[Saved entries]
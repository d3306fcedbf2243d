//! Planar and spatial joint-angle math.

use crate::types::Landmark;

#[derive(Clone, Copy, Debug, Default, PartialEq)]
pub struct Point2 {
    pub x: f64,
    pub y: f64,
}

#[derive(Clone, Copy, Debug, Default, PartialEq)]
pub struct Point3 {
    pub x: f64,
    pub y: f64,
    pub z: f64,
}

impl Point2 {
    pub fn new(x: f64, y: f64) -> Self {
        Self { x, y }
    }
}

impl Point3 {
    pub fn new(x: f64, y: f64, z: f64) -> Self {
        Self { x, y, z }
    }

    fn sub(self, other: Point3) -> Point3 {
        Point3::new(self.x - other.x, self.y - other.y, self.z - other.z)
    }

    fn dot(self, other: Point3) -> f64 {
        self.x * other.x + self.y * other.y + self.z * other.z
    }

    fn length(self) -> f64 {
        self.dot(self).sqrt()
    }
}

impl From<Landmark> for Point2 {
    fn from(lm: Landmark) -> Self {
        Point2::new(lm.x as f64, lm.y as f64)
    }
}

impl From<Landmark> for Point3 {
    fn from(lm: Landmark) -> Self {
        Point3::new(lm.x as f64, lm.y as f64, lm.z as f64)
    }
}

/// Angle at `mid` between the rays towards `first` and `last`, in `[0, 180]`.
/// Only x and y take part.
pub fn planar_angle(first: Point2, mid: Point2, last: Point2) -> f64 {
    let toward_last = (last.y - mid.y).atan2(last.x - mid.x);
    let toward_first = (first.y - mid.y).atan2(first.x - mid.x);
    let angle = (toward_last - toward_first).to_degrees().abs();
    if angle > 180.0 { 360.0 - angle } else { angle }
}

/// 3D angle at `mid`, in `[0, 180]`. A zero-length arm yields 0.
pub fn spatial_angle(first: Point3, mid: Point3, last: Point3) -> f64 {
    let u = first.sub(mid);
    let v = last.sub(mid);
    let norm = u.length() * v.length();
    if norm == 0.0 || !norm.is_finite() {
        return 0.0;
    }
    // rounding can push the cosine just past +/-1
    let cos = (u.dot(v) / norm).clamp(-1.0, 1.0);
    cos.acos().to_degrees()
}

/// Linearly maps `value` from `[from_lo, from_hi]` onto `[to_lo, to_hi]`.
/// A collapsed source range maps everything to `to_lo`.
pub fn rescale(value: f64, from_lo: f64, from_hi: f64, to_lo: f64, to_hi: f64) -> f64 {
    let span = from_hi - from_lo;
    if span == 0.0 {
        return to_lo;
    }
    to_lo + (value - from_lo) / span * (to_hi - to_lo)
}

- **Task directions**:
Please give an exact copy of the lines above, beginning with the line containing "impl From<Landmark> for Point3" and running through the line containing "let v = last.sub(mid);", and of no other lines.

- **Finished task**:
impl From<Landmark> for Point3 {
    fn from(lm: Landmark) -> Self {
        Point3::new(lm.x as f64, lm.y as f64, lm.z as f64)
    }
}

/// Angle at `mid` between the rays towards `first` and `last`, in `[0, 180]`.
/// Only x and y take part.
pub fn planar_angle(first: Point2, mid: Point2, last: Point2) -> f64 {
    let toward_last = (last.y - mid.y).atan2(last.x - mid.x);
    let toward_first = (first.y - mid.y).atan2(first.x - mid.x);
    let angle = (toward_last - toward_first).to_degrees().abs();
    if angle > 180.0 { 360.0 - angle } else { angle }
}

/// 3D angle at `mid`, in `[0, 180]`. A zero-length arm yields 0.
pub fn spatial_angle(first: Point3, mid: Point3, last: Point3) -> f64 {
    let u = first.sub(mid);
    let v = last.sub(mid);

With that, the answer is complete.